The Quiet Power of Viola Davis
“This was the year the world realized women’s stories deserve to be seen and heard,” Viola Davis has made that her mission for three decades.
It is hard to say when Davis became an unofficial champion for overlooked women, but it’s a feeling she’s long understood. After graduating from Rhode Island College in 1988 with a degree in theater, she worked on stages from New York City to Edinburgh, Scotland, for a year before being accepted to Juilliard. (A monologue from The Color Purple served as her audition.) At the prestigious acting institution, Davis found herself struggling. She wasn’t prepared for the code-switching whiplash many black actresses experience going from playing barely literate slaves to Shakespearean queens. She also found that trying to speak in the stringent standards of prestige white theater didn’t connect with who she was internal. “I was angry a lot,” she says of those early days at Juilliard. “Nobody asked me to do [classical roles] as a black actress.” She ultimately found her voice through painful trial and error, “by really sucking at a lot of things,” she says, “giving a lot of bad performances.”
Perhaps much of Davis’ life and career can be understood like this: really getting what it means to have no choice. She was part of the first black family in the working-class hamlet of Central Falls, Rhode Island. And they were poor. Not just normal poor, but something quite beyond. “Try telling your teacher that you can barely sit in your seat because your feet are two steps from being frostbitten,” she says. “No one can grasp that. Even people who have very little, at least they have very little. Try having close to nothing. You’re invisible.” This experience of being invisible, she believes, is what planted the seeds for not only her career as an actor but her work as a producer (JuVee Productions, the company she launched with her husband, Julius Tennon, focuses on projects dealing with race and justice) and a philanthropist. Davis is an ambassador for Hunger Is, a charitable program aimed at ending childhood hunger. Her upbringing, she says, “was ripe ground for me to have empathy for human beings.”
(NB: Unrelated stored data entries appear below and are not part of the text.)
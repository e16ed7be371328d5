use anyhow::{Context, Result};
use clap::Parser;
use std::io::{self, BufReader};
use std::path::{Path, PathBuf};
use std::process::ExitCode;
use std::sync::Arc;
use std::time::Duration;
use valheim_manager::config::Config;
use valheim_manager::error::{ConfigError, Error};
use valheim_manager::integration::{CommandInstaller, ManualPortMapper, TracingNotifier};
use valheim_manager::setup::{self, CONFIG_FILE_NAME, ConfigSource, Prompter};
use valheim_manager::{Collaborators, SERVER_PACKAGE, STEAMCMD_PACKAGE, ValheimManager, logging};

/// Steam application id of the dedicated server download.
const SERVER_DEPOT: &str = "896660";

#[derive(Parser)]
#[command(name = "valheim-manager")]
#[command(about = "Runs a Valheim dedicated server with crash recovery and rolling backups")]
struct Cli {
    /// Configuration file; defaults to ./vmConfig.json
    config: Option<PathBuf>,

    /// Create a new configuration file interactively and exit
    #[arg(long)]
    setup: bool,

    /// Seconds to wait for the server to exit before killing it
    #[arg(long, default_value_t = 30)]
    stop_timeout: u64,
}

#[tokio::main]
async fn main() -> ExitCode {
    let cli = Cli::parse();

    match run(cli).await {
        Ok(()) => ExitCode::SUCCESS,
        Err(e) => {
            eprintln!("Error: {:#}", e);
            if is_config_error(&e) {
                ExitCode::from(2)
            } else {
                ExitCode::from(3)
            }
        }
    }
}

async fn run(cli: Cli) -> Result<()> {
    let mut prompter = Prompter::new(BufReader::new(io::stdin()), io::stdout());

    if cli.setup {
        let path = setup::setup_config(&mut prompter)?;
        println!("Configuration written to {}", path.display());
        return Ok(());
    }

    let Some(config_path) = resolve_config_path(cli.config, &mut prompter)? else {
        println!("Cancelled.");
        return Ok(());
    };

    let config = Config::from_file(&config_path)?;
    let _log_guard = logging::init(&config.logging)?;
    tracing::info!(path = %config_path.display(), "Configuration loaded");

    let collaborators = Collaborators {
        installer: Arc::new(steamcmd_installer(&config.manager.server_location)),
        notifier: Arc::new(TracingNotifier),
        port_mapper: Arc::new(ManualPortMapper),
    };
    let mut manager = ValheimManager::new(config, collaborators)?;

    let started = manager.run().await;
    if let Err(e) = started {
        if matches!(e, Error::PortMapping(_)) {
            tracing::error!(
                "Could not open the server ports. Enable UPnP on your router or set autoOpenPorts to false and forward them manually"
            );
        }
        return Err(e.into());
    }

    tracing::info!("Server is up. Press Ctrl-C to stop");
    tokio::signal::ctrl_c()
        .await
        .context("Failed to listen for Ctrl-C")?;

    manager
        .shutdown(Duration::from_secs(cli.stop_timeout))
        .await?;
    Ok(())
}

/// Uses the given path, then `./vmConfig.json`, then asks.
fn resolve_config_path<R: io::BufRead, W: io::Write>(
    given: Option<PathBuf>,
    prompter: &mut Prompter<R, W>,
) -> Result<Option<PathBuf>> {
    if let Some(path) = given {
        if !path.is_file() {
            return Err(ConfigError::Parse(format!(
                "Configuration file {} does not exist",
                path.display()
            ))
            .into());
        }
        return Ok(Some(path));
    }

    let default = PathBuf::from(CONFIG_FILE_NAME);
    if default.is_file() {
        return Ok(Some(default));
    }

    match setup::ask_config_source(prompter)? {
        ConfigSource::Path(path) => Ok(Some(path)),
        ConfigSource::Generate => Ok(Some(setup::setup_config(prompter)?)),
        ConfigSource::Cancel => Ok(None),
    }
}

fn steamcmd_installer(server_dir: &Path) -> CommandInstaller {
    let server_dir = server_dir.to_string_lossy().into_owned();
    CommandInstaller::new()
        .with_command(STEAMCMD_PACKAGE, ["steamcmd", "+quit"])
        .with_command(
            SERVER_PACKAGE,
            [
                "steamcmd",
                "+force_install_dir",
                server_dir.as_str(),
                "+login",
                "anonymous",
                "+app_update",
                SERVER_DEPOT,
                "validate",
                "+quit",
            ],
        )
}

fn is_config_error(e: &anyhow::Error) -> bool {
    e.downcast_ref::<ConfigError>().is_some()
        || matches!(e.downcast_ref::<Error>(), Some(Error::Config(_)))
}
Along the way, there was some encouragement to help those seeds grow. At eight years old, she and her sisters performed a game show spoof at a summer skit contest in town. For costumes and props, the girls raided their parents’ closet and spent $2.50 at the Salvation Army. Davis recalls being the head writer, making last-minute changes to punch lines that still weren’t landing. The whole town was there, she tells me; kids who were her friends sat alongside the kids who called her and her family the N-word. The sketch was a smash, and Team Davis took home the top prize: a softball set and a mention in the local paper.
I want to take a picture with Davis, but I’m afraid to ask. So instead I tell her how much she means to me. How she is living a version of artistic humanity most of the black actors I studied with at Tisch School of the Arts never imagined would be allowed on a screen. She nods slowly—it’s hard for her to take compliments, but she’s working on it.
“Because life is short and tomorrow is not promised,” she says. “And at some point you have to enjoy the fruits of your labor.”